START SUPPLIED MATERIAL
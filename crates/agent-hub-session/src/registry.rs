//! Process-wide registry of live contexts.

use std::{
    collections::HashMap,
    sync::{Arc, Mutex},
};

use agent_hub_core::{AgentLoop, ChatRecord};
use uuid::Uuid;

use crate::context::{Context, ContextSummary};

struct Inner {
    contexts: HashMap<String, Arc<Context>>,
    next_no: u64,
}

/// Process-wide map of context id to live context.
///
/// The lock guards map mutations and snapshots only; it is never held
/// across a log or slot operation, so contention on one context cannot
/// serialize unrelated work.
pub struct ContextRegistry {
    agent: Arc<dyn AgentLoop>,
    inner: Mutex<Inner>,
}

impl ContextRegistry {
    /// Create an empty registry. New contexts run `agent` as their loop.
    #[must_use]
    pub fn new(agent: Arc<dyn AgentLoop>) -> Self {
        Self {
            agent,
            inner: Mutex::new(Inner {
                contexts: HashMap::new(),
                next_no: 0,
            }),
        }
    }

    /// Resolve a context id, creating on demand.
    ///
    /// An empty id resolves to the earliest-created context, or to a
    /// fresh context with a generated id when none exist. A non-empty
    /// unknown id creates a context with that exact id, which is what
    /// lets clients resume persisted sessions.
    #[must_use]
    pub fn get_or_create(&self, id: &str) -> Arc<Context> {
        let mut inner = self.inner.lock().unwrap();
        if id.is_empty() {
            if let Some(first) = inner.contexts.values().min_by_key(|c| c.no()) {
                return Arc::clone(first);
            }
            let generated = Uuid::new_v4().to_string();
            return Self::insert_new(&mut inner, generated, &self.agent);
        }
        if let Some(ctx) = inner.contexts.get(id) {
            return Arc::clone(ctx);
        }
        Self::insert_new(&mut inner, id.to_string(), &self.agent)
    }

    /// Pure lookup, no creation.
    #[must_use]
    pub fn get(&self, id: &str) -> Option<Arc<Context>> {
        self.inner.lock().unwrap().contexts.get(id).cloned()
    }

    /// Remove a context. Unknown ids are a no-op; returns the removed
    /// context if there was one.
    pub fn remove(&self, id: &str) -> Option<Arc<Context>> {
        self.inner.lock().unwrap().contexts.remove(id)
    }

    /// Register a restored chat, replacing any live context with the
    /// same id.
    pub fn insert_restored(&self, record: ChatRecord) -> Arc<Context> {
        let mut inner = self.inner.lock().unwrap();
        let no = inner.next_no;
        inner.next_no += 1;
        let ctx = Arc::new(Context::restore(record, no, Arc::clone(&self.agent)));
        inner.contexts.insert(ctx.id().to_string(), Arc::clone(&ctx));
        ctx
    }

    /// Roster snapshot for pollers, in creation order.
    ///
    /// Summaries are built after the registry lock drops; each one
    /// takes its own brief log read.
    #[must_use]
    pub fn list(&self) -> Vec<ContextSummary> {
        let contexts: Vec<Arc<Context>> = {
            let inner = self.inner.lock().unwrap();
            inner.contexts.values().cloned().collect()
        };
        let mut summaries: Vec<ContextSummary> = contexts.iter().map(|c| c.summary()).collect();
        summaries.sort_by_key(|s| s.no);
        summaries
    }

    fn insert_new(inner: &mut Inner, id: String, agent: &Arc<dyn AgentLoop>) -> Arc<Context> {
        let no = inner.next_no;
        inner.next_no += 1;
        let ctx = Arc::new(Context::new(id.clone(), no, Arc::clone(agent)));
        inner.contexts.insert(id, Arc::clone(&ctx));
        ctx
    }
}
END SUPPLIED MATERIAL
▶ [WORK TO BE COMPLETED]:
Write out again, exactly, the lines from the one holding "brief log read." through the end of the listing, with both ends included.

▶ [RESPONSE TO THIS EXERCISE]:
    /// takes its own brief log read.
    #[must_use]
    pub fn list(&self) -> Vec<ContextSummary> {
        let contexts: Vec<Arc<Context>> = {
            let inner = self.inner.lock().unwrap();
            inner.contexts.values().cloned().collect()
        };
        let mut summaries: Vec<ContextSummary> = contexts.iter().map(|c| c.summary()).collect();
        summaries.sort_by_key(|s| s.no);
        summaries
    }

    fn insert_new(inner: &mut Inner, id: String, agent: &Arc<dyn AgentLoop>) -> Arc<Context> {
        let no = inner.next_no;
        inner.next_no += 1;
        let ctx = Arc::new(Context::new(id.clone(), no, Arc::clone(agent)));
        inner.contexts.insert(id, Arc::clone(&ctx));
        ctx
    }
}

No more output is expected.